There has been a resounding declaration from within the global TV industry about just how much diversity and representation matter, both on- and off-screen, and it is perhaps even more imperative when it comes to children’s content.

Not only is it of paramount importance for young ones to identify with characters in the shows they’re watching and see themselves reflected back, but it’s also vital that they see characters who are nothing like them—of different races, physical abilities and family structures than their own.

A 2019 report from the children’s media company Hopster finds that the majority of the top preschool shows poorly represent those with different abilities, LGBTQ+ and the working class, and have high rates of gender stereotyping, pushing BAME (Black, Asian and minority ethnic) characters into the background. For example, none of the 50 most popular preschool shows in the U.K. had lead characters who are differently-abled. Also, many shows focus on “privileged” families, and there were negative depictions of working-class characters. According to the report, only 6 of the 50 top shows had lead BAME characters, and only 7 percent of the episodes alluded to an LGBTQ+ character, usually very fleetingly.
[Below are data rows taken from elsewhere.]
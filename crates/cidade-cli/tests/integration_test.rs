//! Integration tests comparing CLI output with the core Display
//! implementations the MCP server also returns.

use std::process::Command;

use cidade_core::{
    params::{ListMissions, MissionRef, ToggleTask},
    MissionKind, Tracker, TrackerBuilder,
};
use tempfile::TempDir;

/// Helper function to create a test tracker with temporary database
async fn create_test_tracker() -> (Tracker, TempDir) {
    let temp_dir = TempDir::new().expect("Failed to create temporary directory");
    let db_path = temp_dir.path().join("test.db");

    let tracker = TrackerBuilder::new()
        .with_database_path(Some(db_path))
        .build()
        .await
        .expect("Failed to create tracker");

    (tracker, temp_dir)
}

/// Run a CLI command and capture its output
fn run_cli_command(temp_dir: &TempDir, args: &[&str]) -> String {
    let mut cmd = Command::new(env!("CARGO_BIN_EXE_cidade"));
    cmd.arg("--no-color")
        .arg("--database-file")
        .arg(temp_dir.path().join("test.db"));

    for arg in args {
        cmd.arg(arg);
    }

    let output = cmd.output().expect("Failed to run CLI command");
    String::from_utf8(output.stdout).expect("Invalid UTF-8 in CLI output")
}

#[tokio::test]
async fn test_show_mission_consistency() {
    let (tracker, temp_dir) = create_test_tracker().await;

    tracker
        .toggle_task(&ToggleTask {
            user_id: "maria".to_string(),
            mission_id: 3,
            task_index: 1,
        })
        .await
        .expect("Failed to toggle");

    let cli_output = run_cli_command(&temp_dir, &["mission", "show", "maria", "3"]);
    let direct = tracker
        .show_mission(&MissionRef {
            user_id: "maria".to_string(),
            mission_id: 3,
        })
        .await
        .expect("Failed to show");

    assert_eq!(cli_output, direct.to_string());
    assert!(cli_output.contains("- [x] 1. Incluir salada no almoço"));
}

#[tokio::test]
async fn test_toggle_from_cli_visible_to_tracker() {
    let (tracker, temp_dir) = create_test_tracker().await;

    run_cli_command(&temp_dir, &["mission", "toggle", "joao", "201", "2"]);

    let summary = tracker
        .show_mission(&MissionRef {
            user_id: "joao".to_string(),
            mission_id: 201,
        })
        .await
        .expect("Failed to show");
    assert_eq!(summary.progress.tasks, vec![false, false, true]);
    assert_eq!(summary.percent, 33);
}

#[tokio::test]
async fn test_seeded_daily_consistency() {
    let (tracker, temp_dir) = create_test_tracker().await;

    let cli_output = run_cli_command(
        &temp_dir,
        &["mission", "daily", "maria", "cidade_inteligente", "--seed", "11"],
    );
    let direct = tracker
        .list_missions(&ListMissions {
            user_id: "maria".to_string(),
            development_id: "cidade_inteligente".to_string(),
            kind: MissionKind::Daily,
            seed: Some(11),
        })
        .await
        .expect("Failed to list");

    assert_eq!(
        cli_output,
        format!("# Daily missions for cidade_inteligente\n\n{direct}")
    );
}
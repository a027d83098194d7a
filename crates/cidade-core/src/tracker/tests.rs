//! Tests for the tracker module.

use std::collections::BTreeMap;

use tempfile::TempDir;

use super::*;
use crate::{
    display::MissionSummaries,
    models::{MissionKind, MissionState},
    params::{ClaimReward, CreatePoi, ListMissions, ListPois, MissionRef, ToggleTask, UserRef},
};

const DEV: &str = "cidade_inteligente";

/// Helper function to create a test tracker
async fn create_test_tracker() -> (TempDir, Tracker) {
    let temp_dir = TempDir::new().expect("Failed to create temp dir");
    let db_path = temp_dir.path().join("test.db");
    let tracker = TrackerBuilder::new()
        .with_database_path(Some(&db_path))
        .build()
        .await
        .expect("Failed to create tracker");
    (temp_dir, tracker)
}

fn toggle(mission_id: u64, task_index: usize) -> ToggleTask {
    ToggleTask {
        user_id: "maria".to_string(),
        mission_id,
        task_index,
    }
}

fn claim(mission_id: u64) -> ClaimReward {
    ClaimReward {
        user_id: "maria".to_string(),
        mission_id,
        claimant: None,
    }
}

fn poi(name: &str, category: &str) -> CreatePoi {
    CreatePoi {
        development_id: DEV.to_string(),
        name: name.to_string(),
        category: category.to_string(),
        ..Default::default()
    }
}

#[tokio::test]
async fn test_daily_missions_are_seeded() {
    let (_temp_dir, tracker) = create_test_tracker().await;

    let params = ListMissions {
        user_id: "maria".to_string(),
        development_id: DEV.to_string(),
        kind: MissionKind::Daily,
        seed: Some(42),
    };
    let first = tracker.list_missions(&params).await.expect("Failed to list");
    let second = tracker.list_missions(&params).await.expect("Failed to list");

    assert_eq!(first.len(), 3);
    let ids = |s: &MissionSummaries| s.iter().map(|m| m.mission.id).collect::<Vec<_>>();
    assert_eq!(ids(&first), ids(&second));
    assert!(first.iter().all(|m| m.mission.kind == MissionKind::Daily));
    assert!(first.iter().all(|m| m.percent == 0));
}

#[tokio::test]
async fn test_evolution_missions_carry_progress() {
    let (_temp_dir, tracker) = create_test_tracker().await;

    tracker.toggle_task(&toggle(201, 0)).await.expect("Failed to toggle");

    let missions = tracker
        .list_missions(&ListMissions {
            user_id: "maria".to_string(),
            development_id: DEV.to_string(),
            kind: MissionKind::Evolution,
            seed: None,
        })
        .await
        .expect("Failed to list");

    assert_eq!(missions.len(), 2);
    assert_eq!(missions[0].mission.id, 201);
    assert_eq!(missions[0].percent, 33);
    assert_eq!(missions[1].percent, 0);
}

#[tokio::test]
async fn test_list_all_missions_in_registry_order() {
    let (_temp_dir, tracker) = create_test_tracker().await;

    let all = tracker
        .list_all_missions(&UserRef {
            user_id: "maria".to_string(),
        })
        .await
        .expect("Failed to list");

    let ids: Vec<u64> = all.iter().map(|m| m.mission.id).collect();
    assert_eq!(ids, vec![1, 2, 3, 4, 5, 101, 102, 201, 202]);
}

#[tokio::test]
async fn test_show_unknown_mission() {
    let (_temp_dir, tracker) = create_test_tracker().await;

    let result = tracker
        .show_mission(&MissionRef {
            user_id: "maria".to_string(),
            mission_id: 999,
        })
        .await;

    assert!(matches!(result, Err(CoreError::MissionNotFound { id: 999 })));
}

#[tokio::test]
async fn test_toggle_reports_change() {
    let (_temp_dir, tracker) = create_test_tracker().await;

    let result = tracker.toggle_task(&toggle(1, 1)).await.expect("Failed to toggle");
    assert_eq!(result.resource.progress.tasks, vec![false, true]);
    assert_eq!(result.resource.percent, 50);
    assert_eq!(result.changes.len(), 1);
    assert!(result.changes[0].contains("marked done"));

    let result = tracker.toggle_task(&toggle(1, 1)).await.expect("Failed to toggle");
    assert_eq!(result.resource.percent, 0);
    assert!(result.changes[0].contains("marked not done"));
}

#[tokio::test]
async fn test_toggle_out_of_range() {
    let (_temp_dir, tracker) = create_test_tracker().await;

    let result = tracker.toggle_task(&toggle(1, 5)).await;
    assert!(matches!(result, Err(CoreError::InvalidArgument { .. })));
}

#[tokio::test]
async fn test_claim_flow() {
    let (_temp_dir, tracker) = create_test_tracker().await;

    let early = tracker.claim_reward(&claim(201)).await;
    assert!(matches!(
        early,
        Err(CoreError::NotCompletable {
            mission_id: 201,
            remaining: 3
        })
    ));

    for index in 0..3 {
        tracker
            .toggle_task(&toggle(201, index))
            .await
            .expect("Failed to toggle");
    }

    let result = tracker.claim_reward(&claim(201)).await.expect("Failed to claim");
    assert_eq!(result.receipt.points_awarded, 100);
    assert_eq!(result.receipt.total_points, 100);
    assert_eq!(result.summary.state, MissionState::Claimed);
    assert_eq!(result.summary.progress.completed_by.as_deref(), Some("maria"));

    let again = tracker.claim_reward(&claim(201)).await;
    assert!(matches!(again, Err(CoreError::AlreadyClaimed { .. })));

    let points = tracker
        .user_points(&UserRef {
            user_id: "maria".to_string(),
        })
        .await
        .expect("Failed to read points");
    assert_eq!(points, 100);
}

#[tokio::test]
async fn test_toggle_after_claim_changes_nothing() {
    let (_temp_dir, tracker) = create_test_tracker().await;

    tracker.toggle_task(&toggle(4, 0)).await.expect("Failed to toggle");
    tracker.claim_reward(&claim(4)).await.expect("Failed to claim");

    let result = tracker.toggle_task(&toggle(4, 0)).await.expect("Failed to toggle");
    assert!(result.changes.is_empty());
    assert_eq!(result.resource.progress.tasks, vec![true]);
    assert_eq!(result.resource.state, MissionState::Claimed);
}

#[tokio::test]
async fn test_claim_with_explicit_claimant() {
    let (_temp_dir, tracker) = create_test_tracker().await;

    tracker.toggle_task(&toggle(4, 0)).await.expect("Failed to toggle");
    let result = tracker
        .claim_reward(&ClaimReward {
            claimant: Some("  Maria Silva ".to_string()),
            ..claim(4)
        })
        .await
        .expect("Failed to claim");

    assert_eq!(
        result.summary.progress.completed_by.as_deref(),
        Some("Maria Silva")
    );
}

#[tokio::test]
async fn test_custom_catalog() {
    let temp_dir = TempDir::new().expect("Failed to create temp dir");
    let catalog = MissionCatalog::new(
        vec![crate::models::MissionDefinition {
            id: 9,
            kind: MissionKind::Daily,
            title: "Regar as plantas".to_string(),
            points: 5,
            ..Default::default()
        }],
        BTreeMap::new(),
    )
    .expect("Failed to build catalog");

    let tracker = TrackerBuilder::new()
        .with_database_path(Some(temp_dir.path().join("custom.db")))
        .with_catalog(catalog)
        .build()
        .await
        .expect("Failed to create tracker");

    // No tasks: claimable straight away.
    let result = tracker.claim_reward(&claim(9)).await.expect("Failed to claim");
    assert_eq!(result.receipt.total_points, 5);
    assert!(tracker.mission_definition(1).is_err());
}

#[tokio::test]
async fn test_add_and_list_pois() {
    let (_temp_dir, tracker) = create_test_tracker().await;

    tracker
        .add_poi(&poi("Farmácia Saúde+", "Saúde"))
        .await
        .expect("Failed to add");
    tracker
        .add_poi(&poi("Padaria Pão Quente", "Alimentação"))
        .await
        .expect("Failed to add");
    tracker
        .add_poi(&poi("Clínica Vida", "Saúde"))
        .await
        .expect("Failed to add");

    let all = tracker
        .list_pois(&ListPois {
            development_id: DEV.to_string(),
            ..Default::default()
        })
        .await
        .expect("Failed to list");
    let names: Vec<&str> = all.iter().map(|p| p.name.as_str()).collect();
    assert_eq!(names, vec!["Clínica Vida", "Farmácia Saúde+", "Padaria Pão Quente"]);

    let health = tracker
        .list_pois(&ListPois {
            development_id: DEV.to_string(),
            category: Some("Saúde".to_string()),
            search: Some("farm".to_string()),
        })
        .await
        .expect("Failed to list");
    assert_eq!(health.len(), 1);
    assert_eq!(health[0].name, "Farmácia Saúde+");
}

#[tokio::test]
async fn test_add_poi_validation() {
    let (_temp_dir, tracker) = create_test_tracker().await;

    let blank = tracker.add_poi(&poi("   ", "Saúde")).await;
    assert!(matches!(
        blank,
        Err(CoreError::InvalidArgument { ref field, .. }) if field == "name"
    ));

    let out_of_range = tracker
        .add_poi(&CreatePoi {
            latitude: Some(91.0),
            ..poi("Praça", "Lazer")
        })
        .await;
    assert!(matches!(out_of_range, Err(CoreError::InvalidArgument { .. })));

    let first = tracker
        .add_poi(&CreatePoi {
            id: Some("praca".to_string()),
            ..poi("Praça", "Lazer")
        })
        .await
        .expect("Failed to add");
    assert_eq!(first.id, "praca");

    let duplicate = tracker
        .add_poi(&CreatePoi {
            id: Some("praca".to_string()),
            ..poi("Praça Nova", "Lazer")
        })
        .await;
    assert!(matches!(duplicate, Err(CoreError::InvalidArgument { .. })));
}
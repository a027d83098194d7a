//! Point-of-interest directory queries.

use jiff::Timestamp;
use rusqlite::{params, ErrorCode};

use crate::{
    error::{CoreError, DatabaseResultExt, Result},
    models::PointOfInterest,
};

const INSERT_POI_SQL: &str = "INSERT INTO points_of_interest (id, development_id, name, category, latitude, longitude, created_at) VALUES (?1, ?2, ?3, ?4, ?5, ?6, ?7)";
const SELECT_POIS_SQL: &str = "SELECT id, development_id, name, category, latitude, longitude FROM points_of_interest WHERE development_id = ?1 ORDER BY name COLLATE NOCASE, id";

impl super::Database {
    /// Stores a new point of interest.
    ///
    /// # Errors
    ///
    /// Returns [`CoreError::InvalidArgument`] when the ID is already taken.
    pub fn insert_poi(&mut self, poi: &PointOfInterest) -> Result<()> {
        let result = self.connection.execute(
            INSERT_POI_SQL,
            params![
                poi.id,
                poi.development_id,
                poi.name,
                poi.category,
                poi.latitude,
                poi.longitude,
                Timestamp::now().to_string()
            ],
        );

        match result {
            Ok(_) => Ok(()),
            Err(rusqlite::Error::SqliteFailure(e, _)) if e.code == ErrorCode::ConstraintViolation => {
                Err(CoreError::invalid_argument("id")
                    .with_reason(format!("point of interest '{}' already exists", poi.id)))
            }
            Err(e) => Err(CoreError::database("Failed to insert point of interest", e)),
        }
    }

    /// Lists the points of interest of a development, ordered by name.
    pub fn list_pois(&self, development_id: &str) -> Result<Vec<PointOfInterest>> {
        let mut stmt = self
            .connection
            .prepare(SELECT_POIS_SQL)
            .db_context("Failed to prepare query")?;

        let rows = stmt
            .query_map(params![development_id], |row| {
                Ok(PointOfInterest {
                    id: row.get(0)?,
                    development_id: row.get(1)?,
                    name: row.get(2)?,
                    category: row.get(3)?,
                    latitude: row.get(4)?,
                    longitude: row.get(5)?,
                })
            })
            .db_context("Failed to query points of interest")?;

        rows.collect::<std::result::Result<Vec<_>, _>>()
            .db_context("Failed to read points of interest")
    }
}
The good news is, things are changing; creators, producers, commissioners and buyers of children’s programming are all stepping up. In this issue of TV Kids, we surveyed various buyers, from linear and streaming platforms, about the types of shows they are looking for. Many of them pointed to inclusivity and diversity as issues they were looking to address in the programs they acquire or commission. Another feature in this edition tackles the challenges that distributors face with regard to rights and windowing, as IP owners look to fully maximize the value of their properties.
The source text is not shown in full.